The largest organ in the human body is the epidermis, or skin. Skin serves as the first line of defense for the body against infections, so naturally injuries involving the skin can have serious health implications. To treat skin wounds, tissue engineering is a promising approach that uses an engineered scaffold to repair or regenerate the injured tissue, rather than transplanting entire organs.

In their work reported in the Journal of Applied Polymer Science, Rasul Rakhshaei and colleagues prepared and characterized chitosan-gelatin/zinc oxide nanocomposite hydrogel scaffolds (CS-GEL/nZnO) for potential use in skin tissue engineering.

Scanning Electron Micrographs of the CS–GEL/nZnO at different magnifications immersed in 0, 0.001, 0.01, and 0.1% zinc nitrate solutions.

Hydrogel scaffolds serve as a temporary matrix on which cells can grow and proliferate to repair damaged tissue. Rakhshaei and colleagues sought to add components to the scaffold to deliver bioactive materials and drugs to the damaged tissue to further aid in regeneration. The scaffolds the team used combined chitosan (CS), gelatin (GEL), and zinc oxide (ZnO). CS is biocompatible, biodegradable, accelerates tissue regeneration, and has moderate antibacterial properties. GEL was incorporated as a biologically active material to encourage cell adhesion and migration. ZnO nanoparticles were included for their antibacterial effects without harming healthy cells.

Photographs showing the antibacterial activity of the prepared CS–GEL/nZnO containing different amounts of zinc oxide nanoparticles against E. coli and S. aureus using serial dilution method. The slices indicated using a red three angle show the seventh dilution step, at which the difference between samples was observable (a) and quantification of the antibacterial activity in this dilution step (b) (*p < 0.05, t test).

Rakhshaei and team evaluated the CS-GEL/nZnO scaffolds using scanning electron microscopy, transmission electron microscopy, an atomic absorption spectrometer, Fourier transform infrared spectroscopy, and X-ray diffraction. They found that the scaffolds they prepared demonstrated a high swelling ratio, controlled biodegradation, and high porosity, a feature that could be helpful in absorbing wound exudate. By incorporating the nZnO, the team was able to also confer drug deliverability to the scaffold. The ZnO nanoparticles can control the release of naproxen, a nonsteroidal anti-inflammatory drug (NSAID), to combat the inflammation that can be seen during tissue regeneration.

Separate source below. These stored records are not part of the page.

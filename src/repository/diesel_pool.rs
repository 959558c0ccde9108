//! Diesel connection pool management for SQLite.
//!
//! SQLite operations use sync Diesel with r2d2 connection pooling, wrapped
//! in spawn_blocking.

use diesel::connection::SimpleConnection;
use diesel::prelude::*;
use diesel::r2d2::{ConnectionManager, CustomizeConnection, Pool};
use std::path::Path;
use std::time::Duration;

/// Diesel error type alias.
pub type DieselError = diesel::result::Error;

/// r2d2 pool error type alias.
pub type R2D2Error = diesel::r2d2::PoolError;

/// Connection pool for SQLite using r2d2.
pub type SqlitePool = Pool<ConnectionManager<SqliteConnection>>;

/// Applies pragmas to every new pooled connection.
#[derive(Debug, Clone, Copy)]
struct ConnectionPragmas;

impl CustomizeConnection<SqliteConnection, diesel::r2d2::Error> for ConnectionPragmas {
    fn on_acquire(&self, conn: &mut SqliteConnection) -> Result<(), diesel::r2d2::Error> {
        init_connection_pragmas(conn).map_err(diesel::r2d2::Error::QueryError)
    }
}

/// Create a Diesel connection pool for SQLite.
pub fn create_diesel_pool(db_path: &Path) -> Result<SqlitePool, R2D2Error> {
    let db_url = format!("sqlite:{}", db_path.display());
    create_diesel_pool_from_url(&db_url)
}

/// Create a Diesel connection pool from a database URL.
pub fn create_diesel_pool_from_url(database_url: &str) -> Result<SqlitePool, R2D2Error> {
    // Strip "sqlite:" prefix if present for Diesel
    let url = database_url.strip_prefix("sqlite:").unwrap_or(database_url);

    let manager = ConnectionManager::<SqliteConnection>::new(url);

    Pool::builder()
        .max_size(10)
        .connection_timeout(Duration::from_secs(30))
        .connection_customizer(Box::new(ConnectionPragmas))
        .build(manager)
}

/// Initialize SQLite pragmas for a connection.
pub fn init_connection_pragmas(conn: &mut SqliteConnection) -> Result<(), DieselError> {
    conn.batch_execute(
        "PRAGMA journal_mode = WAL;
         PRAGMA synchronous = NORMAL;
         PRAGMA busy_timeout = 5000;
         PRAGMA foreign_keys = ON;",
    )
}

/// Run a blocking Diesel operation asynchronously.
///
/// This wraps a sync closure in spawn_blocking, allowing Diesel operations
/// to be used in async contexts without blocking the runtime.
///
/// # Example
/// ```ignore
/// let result = run_blocking(pool.clone(), |conn| {
///     archives::table.find("my-id").first::<ArchiveRow>(conn)
/// }).await?;
/// ```
pub async fn run_blocking<F, T>(pool: SqlitePool, f: F) -> Result<T, DieselError>
where
    F: FnOnce(&mut SqliteConnection) -> Result<T, DieselError> + Send + 'static,
    T: Send + 'static,
{
    tokio::task::spawn_blocking(move || {
        let mut conn = pool.get().map_err(|e| {
            DieselError::DatabaseError(
                diesel::result::DatabaseErrorKind::Unknown,
                Box::new(e.to_string()),
            )
        })?;
        f(&mut conn)
    })
    .await
    .map_err(|e| {
        DieselError::DatabaseError(
            diesel::result::DatabaseErrorKind::Unknown,
            Box::new(e.to_string()),
        )
    })?
}
//! Diesel-based archive repository for SQLite.
//!
//! Every read and delete is scoped to an owner; another owner's id behaves
//! exactly like a missing one.

use diesel::prelude::*;

use super::diesel_models::{ArchiveRow, NewArchive};
use super::diesel_pool::{run_blocking, DieselError, SqlitePool};
use super::{format_datetime, parse_datetime};
use crate::models::ArchiveRecord;
use crate::schema::archives;

/// Convert a database record to a domain model.
impl From<ArchiveRow> for ArchiveRecord {
    fn from(row: ArchiveRow) -> Self {
        ArchiveRecord {
            id: row.id,
            file_name: row.file_name,
            owner_id: row.owner_id,
            file_size: row.file_size.max(0) as u64,
            source_url: row.source_url,
            created_at: parse_datetime(&row.created_at),
            from_schedule: row.from_schedule,
        }
    }
}

/// Diesel-based archive repository with compile-time query checking.
#[derive(Clone)]
pub struct DieselArchiveRepository {
    pool: SqlitePool,
}

impl DieselArchiveRepository {
    /// Create a new Diesel archive repository with an existing pool.
    pub fn new(pool: SqlitePool) -> Self {
        Self { pool }
    }

    /// Insert a new archive record.
    pub async fn insert(&self, record: &ArchiveRecord) -> Result<(), DieselError> {
        let record = record.clone();
        let pool = self.pool.clone();

        run_blocking(pool, move |conn| {
            let created_at = format_datetime(&record.created_at);
            let new_archive = NewArchive {
                id: &record.id,
                file_name: &record.file_name,
                owner_id: &record.owner_id,
                file_size: record.file_size as i64,
                source_url: &record.source_url,
                created_at: &created_at,
                from_schedule: record.from_schedule.as_deref(),
            };
            diesel::insert_into(archives::table)
                .values(&new_archive)
                .execute(conn)?;
            Ok(())
        })
        .await
    }

    /// Get an archive owned by `owner_id`.
    pub async fn get_for_owner(
        &self,
        id: &str,
        owner_id: &str,
    ) -> Result<Option<ArchiveRecord>, DieselError> {
        let id = id.to_string();
        let owner_id = owner_id.to_string();
        let pool = self.pool.clone();

        run_blocking(pool, move |conn| {
            archives::table
                .filter(archives::id.eq(&id))
                .filter(archives::owner_id.eq(&owner_id))
                .first::<ArchiveRow>(conn)
                .optional()
        })
        .await
        .map(|opt| opt.map(ArchiveRecord::from))
    }

    /// One page of an owner's archives, newest first. Pages start at 0.
    pub async fn list_for_owner(
        &self,
        owner_id: &str,
        page: u32,
        per_page: u32,
    ) -> Result<Vec<ArchiveRecord>, DieselError> {
        let owner_id = owner_id.to_string();
        let limit = per_page as i64;
        let offset = page as i64 * per_page as i64;
        let pool = self.pool.clone();

        run_blocking(pool, move |conn| {
            archives::table
                .filter(archives::owner_id.eq(&owner_id))
                .order((archives::created_at.desc(), archives::id.desc()))
                .limit(limit)
                .offset(offset)
                .load::<ArchiveRow>(conn)
        })
        .await
        .map(|rows| rows.into_iter().map(ArchiveRecord::from).collect())
    }

    /// Count an owner's archives.
    pub async fn count_for_owner(&self, owner_id: &str) -> Result<u64, DieselError> {
        let owner_id = owner_id.to_string();
        let pool = self.pool.clone();

        run_blocking(pool, move |conn| {
            use diesel::dsl::count_star;
            let count: i64 = archives::table
                .filter(archives::owner_id.eq(&owner_id))
                .select(count_star())
                .first(conn)?;
            Ok(count as u64)
        })
        .await
    }

    /// Delete an owner's archive, returning the removed record.
    pub async fn delete_for_owner(
        &self,
        id: &str,
        owner_id: &str,
    ) -> Result<Option<ArchiveRecord>, DieselError> {
        let id = id.to_string();
        let owner_id = owner_id.to_string();
        let pool = self.pool.clone();

        run_blocking(pool, move |conn| {
            conn.transaction(|conn| {
                let row = archives::table
                    .filter(archives::id.eq(&id))
                    .filter(archives::owner_id.eq(&owner_id))
                    .first::<ArchiveRow>(conn)
                    .optional()?;
                if row.is_some() {
                    diesel::delete(archives::table.find(&id)).execute(conn)?;
                }
                Ok(row)
            })
        })
        .await
        .map(|opt| opt.map(ArchiveRecord::from))
    }
}
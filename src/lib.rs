//! Arkivdium: website archiving on top of HTTrack.
//!
//! A run crawls a site twice (a light preview and the full archive), folds
//! the crawler's output into one tree, zips it, records it and emails the
//! owner. Scheduled jobs repeat runs daily, weekly or monthly.

pub mod archiver;
pub mod cli;
pub mod config;
pub mod crawler;
pub mod error;
pub mod models;
pub mod notify;
pub mod repository;
pub mod schema;
pub mod server;
pub mod services;

pub use config::Settings;
pub use error::{ServiceError, ServiceResult};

Unlike previous studies on the subject, the current research from Rakshaei and colleagues synthesized the nZnO in situ, resulting in higher antibacterial and lower cytotoxicity effects. This was due to effective distribution of the ZnO throughout the scaffolding. The results of this study demonstrated successful synthesis of CS-GEL/nZnO hydrogel scaffolds that are strongly recommended for use in biomedical applications, especially skin tissue engineering.